How collections work

Collections are datasets that combine the entities of other datasets. They are defined as YAML files in datasets/_collections/, each with a children: list naming its member datasets:

type: collection
title: Politically Exposed Persons Datasets
children:
  - ad_consell_general
  - al_kuvendi
  - am_hetq_officials
  # ...

Membership is declared in the collection's children: list, and nowhere else. The dataset's own metadata carries no reverse pointer, so releasing a dataset means editing the collection rather than the dataset.

Collections nest. The default collection lists the topical collections (sanctions, peps, crime, and so on) as its children, and those in turn list the individual datasets. Membership rolls up recursively, so adding a dataset to a topical collection also includes it in default, the broadest public distribution. Edit a topical collection; do not add an ordinary dataset directly to default.

Choosing a collection

Add the dataset to the most appropriate topical collection based on the kind of entities it produces. The quickest way to decide is to find a similar dataset and see which collection it is included in.

Collection Holds
peps Parliaments, elected officials, PEP/asset declarations
sanctions Consolidated sanctions lists
eu_sanctions European Union sanctions sources
crime Criminal, investigative, and leaked-records entities
wanted Wanted-persons lists
debarment Debarred companies and individuals
regulatory Regulatory watchlists and investor alerts
enforcement Enforcement actions, litigation, and regulatory notices
maritime Vessels, port-state-control, and other maritime sources
securities Sanctioned or flagged securities issuers
special_interest Special-interest watchlists

A dataset may belong to more than one collection if it genuinely fits. If the topic is ambiguous, ask the team rather than guessing.

Steps

  1. Add the dataset name to the chosen collection's children: list in datasets/_collections/<COLLECTION>.yml. Replace <COLLECTION> with the collection name, and keep the list alphabetically sorted.

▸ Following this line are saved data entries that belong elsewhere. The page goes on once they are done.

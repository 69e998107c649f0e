//! Scalar filter operators.
//!
//! One value of [`IntFilter`] or [`StringFilter`] is a single comparison
//! against a column. Entity filters hold lists of these; all operators on
//! the same field are conjoined, matching the `{gt: 1, lt: 30, not: 25}`
//! shape of the source query objects.

use serde::{Deserialize, Serialize};

use super::sql::{Bind, Sql};

/// One comparison against an integer column.
#[derive(Debug, Clone, Copy, PartialEq, Eq, Serialize, Deserialize)]
#[serde(rename_all = "camelCase")]
pub enum IntFilter {
    /// Column equals the value.
    Equals(i64),
    /// Column is strictly greater than the value.
    Gt(i64),
    /// Column is strictly less than the value.
    Lt(i64),
    /// Column differs from the value.
    Not(i64),
}

impl IntFilter {
    pub(crate) fn render(self, column: &str) -> Sql {
        match self {
            Self::Equals(value) => Sql::new(format!("{column} = ?"), vec![Bind::Int(value)]),
            Self::Gt(value) => Sql::new(format!("{column} > ?"), vec![Bind::Int(value)]),
            Self::Lt(value) => Sql::new(format!("{column} < ?"), vec![Bind::Int(value)]),
            Self::Not(value) => Sql::new(format!("{column} <> ?"), vec![Bind::Int(value)]),
        }
    }
}

/// One comparison against a text column.
///
/// `Contains` and `StartsWith` treat the needle literally: there are no
/// wildcard characters.
#[derive(Debug, Clone, PartialEq, Eq, Serialize, Deserialize)]
#[serde(rename_all = "camelCase")]
pub enum StringFilter {
    /// Column equals the value.
    Equals(String),
    /// Column differs from the value.
    Not(String),
    /// Column contains the value as a substring.
    Contains(String),
    /// Column starts with the value.
    StartsWith(String),
}

impl StringFilter {
    /// Equality comparison.
    pub fn equals(value: impl Into<String>) -> Self {
        Self::Equals(value.into())
    }

    /// Inequality comparison.
    pub fn not(value: impl Into<String>) -> Self {
        Self::Not(value.into())
    }

    /// Substring match.
    pub fn contains(value: impl Into<String>) -> Self {
        Self::Contains(value.into())
    }

    /// Prefix match.
    pub fn starts_with(value: impl Into<String>) -> Self {
        Self::StartsWith(value.into())
    }

    pub(crate) fn render(&self, column: &str) -> Sql {
        match self {
            Self::Equals(value) => {
                Sql::new(format!("{column} = ?"), vec![Bind::Text(value.clone())])
            }
            Self::Not(value) => {
                Sql::new(format!("{column} <> ?"), vec![Bind::Text(value.clone())])
            }
            // instr avoids LIKE wildcard escaping for literal needles.
            Self::Contains(value) => Sql::new(
                format!("instr({column}, ?) > 0"),
                vec![Bind::Text(value.clone())],
            ),
            // substr compares by character count, so the prefix length is
            // bound in characters rather than bytes.
            Self::StartsWith(value) => {
                let chars = i64::try_from(value.chars().count()).unwrap_or(i64::MAX);
                Sql::new(
                    format!("substr({column}, 1, ?) = ?"),
                    vec![Bind::Int(chars), Bind::Text(value.clone())],
                )
            }
        }
    }
}
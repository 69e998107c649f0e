//! Record store backend.
//!
//! This module provides:
//! - `SQLite` connection management and schema bootstrap
//! - User, preferences, and post CRUD operations
//!
//! # Architecture
//!
//! The store uses `SQLite` with the `sqlx` crate for async operations.
//! Single-statement writes are atomic; nested creates run in one
//! transaction. Cascades are enforced by the schema's foreign keys.
//!
//! The implementation is split across submodules for maintainability:
//! - `core`: Pool management, migrations, and helper functions
//! - `types`: Record, payload, key, and projection types
//! - `user`: User CRUD operations
//! - `preferences`: Preferences operations
//! - `post`: Post CRUD operations
//!
//! # Example
//!
//! ```ignore
//! use record_store::store::{NewUser, RecordStore};
//!
//! let store = RecordStore::connect("./data/records.db").await?;
//! let user = store.create_user(NewUser::new("a@x.com", "A", 25)).await?;
//! ```

mod core;
mod post;
mod preferences;
mod types;
mod user;

pub use self::core::RecordStore;
pub use types::{
    NewPost, NewPreferences, NewUser, Post, PostUpdate, Preferences, PreferencesKey,
    PreferencesSelect, User, UserKey, UserSelect, UserUpdate,
};
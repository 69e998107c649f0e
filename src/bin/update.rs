//! Update script: change one user by unique key, then promote a batch.

use record_store::config::Config;
use record_store::error::AppError;
use record_store::query::{IntFilter, UserFilter};
use record_store::store::{RecordStore, UserKey, UserUpdate};

#[tokio::main]
async fn main() {
    tracing_subscriber::fmt()
        .with_env_filter(
            std::env::var("LOG_LEVEL")
                .unwrap_or_else(|_| "info".to_string())
                .parse()
                .unwrap_or_else(|_| tracing_subscriber::filter::EnvFilter::new("info")),
        )
        .with_writer(std::io::stderr)
        .with_ansi(false)
        .init();

    if let Err(e) = run().await {
        tracing::error!("update failed: {e}");
        std::process::exit(1);
    }
}

async fn run() -> Result<(), AppError> {
    let config = Config::from_env()?;
    let store = RecordStore::connect(&config.database_path).await?;
    let result = update(&store).await;
    store.close().await;
    result
}

async fn update(store: &RecordStore) -> Result<(), AppError> {
    // Fails with NotFound if the seed script has not been run.
    let updated = store
        .update_user(
            &UserKey::email("alice@example.com"),
            &UserUpdate::default().age(31),
        )
        .await?;
    println!("updated user: {}", pretty(&updated));

    let count = store
        .update_many_users(
            &UserFilter::default().age(IntFilter::Lt(30)),
            &UserUpdate::default().role("ADMIN"),
        )
        .await?;
    println!("promoted users under 30: {count}");

    Ok(())
}

fn pretty<T: serde::Serialize>(value: &T) -> String {
    serde_json::to_string_pretty(value).unwrap_or_else(|_| "<unprintable>".to_string())
}
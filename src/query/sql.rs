//! Parameterized SQL fragments.
//!
//! A [`Sql`] pairs a `WHERE`-clause fragment with the values bound to its
//! placeholders, so fragments can be composed without ever interpolating
//! user data into the query text.

use sqlx::query::Query;
use sqlx::sqlite::SqliteArguments;
use sqlx::Sqlite;

/// A single bound value.
#[derive(Debug, Clone, PartialEq, Eq)]
pub(crate) enum Bind {
    /// Integer value.
    Int(i64),
    /// Text value.
    Text(String),
    /// Boolean value.
    Bool(bool),
}

/// A SQL fragment with its bound values.
///
/// Invariant: `clause` contains exactly `binds.len()` `?` placeholders.
#[derive(Debug, Clone, PartialEq, Eq)]
pub(crate) struct Sql {
    /// The clause text with `?` placeholders.
    pub clause: String,
    /// Values for the placeholders, in order.
    pub binds: Vec<Bind>,
}

impl Sql {
    /// Create a fragment from a clause and its binds.
    pub fn new(clause: impl Into<String>, binds: Vec<Bind>) -> Self {
        Self {
            clause: clause.into(),
            binds,
        }
    }

    /// A fragment that matches every row.
    pub fn always() -> Self {
        Self::new("1=1", Vec::new())
    }

    /// Conjoin fragments. An empty list matches every row.
    pub fn and_group(parts: Vec<Self>) -> Self {
        Self::group(parts, " AND ")
    }

    /// Disjoin fragments. An empty list matches every row.
    pub fn or_group(parts: Vec<Self>) -> Self {
        Self::group(parts, " OR ")
    }

    fn group(mut parts: Vec<Self>, separator: &str) -> Self {
        match parts.len() {
            0 => Self::always(),
            1 => parts.remove(0),
            _ => {
                let clause = format!(
                    "({})",
                    parts
                        .iter()
                        .map(|p| p.clause.as_str())
                        .collect::<Vec<_>>()
                        .join(separator)
                );
                let binds = parts.into_iter().flat_map(|p| p.binds).collect();
                Self::new(clause, binds)
            }
        }
    }
}

/// Attach a fragment's binds to a query, in order.
pub(crate) fn bind_values<'q>(
    mut query: Query<'q, Sqlite, SqliteArguments<'q>>,
    binds: &[Bind],
) -> Query<'q, Sqlite, SqliteArguments<'q>> {
    for bind in binds {
        query = match bind {
            Bind::Int(value) => query.bind(*value),
            Bind::Text(value) => query.bind(value.clone()),
            Bind::Bool(value) => query.bind(*value),
        };
    }
    query
}
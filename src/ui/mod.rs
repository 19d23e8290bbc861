mod feedback;
mod history;
mod quiz;
mod result;
mod welcome;

use ratatui::{prelude::*, widgets::Block};

use crate::app::App;
use crate::models::AppState;

pub fn render(frame: &mut Frame, app: &App) {
    let area = frame.area();
    frame.render_widget(Block::default().bg(Color::Reset), area);

    match app.state {
        AppState::Welcome => welcome::render(frame, area, app),
        AppState::Quiz => quiz::render(frame, area, app),
        AppState::Feedback => feedback::render(frame, area, app),
        AppState::Result => result::render(frame, area, app),
        AppState::History => history::render(frame, area, app),
    }
}
use std::path::PathBuf;

use certquiz::Quiz;
use clap::Parser;

#[derive(Parser, Debug)]
#[command(version, about, long_about = None)]
struct Args {
    /// JSON question bank to load
    #[arg(short, long)]
    questions: PathBuf,

    /// Directory for score history and learned-question state
    #[arg(short, long, default_value = "storage")]
    storage: PathBuf,

    /// Ask at most this many questions per run
    #[arg(short, long)]
    limit: Option<usize>,

    /// Keep the bank in file order instead of shuffling
    #[arg(long)]
    no_shuffle: bool,
}

fn main() {
    // Logging goes to stderr; initialize before the terminal is taken over.
    env_logger::init();

    let args = Args::parse();

    let quiz = match Quiz::from_json(&args.questions, &args.storage) {
        Ok(quiz) => quiz.with_limit(args.limit),
        Err(e) => {
            eprintln!("Failed to load questions: {}", e);
            std::process::exit(1);
        }
    };
    let quiz = if args.no_shuffle {
        quiz.without_shuffle()
    } else {
        quiz
    };

    if let Err(e) = quiz.run() {
        eprintln!("Error running quiz: {}", e);
        std::process::exit(1);
    }
}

  2. Bump coverage.start in the dataset's own YAML to the release date (today). This field records the date the dataset first entered the default collection, which is usually later than when the crawler was scaffolded. Do not set it to the date the source data begins covering.

  3. Verify that the dataset is now part of a collection:

python contrib/check_hierarchy.py datasets

The check warns "<name> has no collections" for any non-collection dataset that is not a child of any collection. After releasing, the dataset you added no longer appears in the output. Warnings for other unreleased datasets are expected, so release only the datasets you intend to.

What not to release

  • Test or scratch datasets.
  • _externals/ and _analysis/ datasets, which are wired into the pipeline differently. Leave these to the maintainers.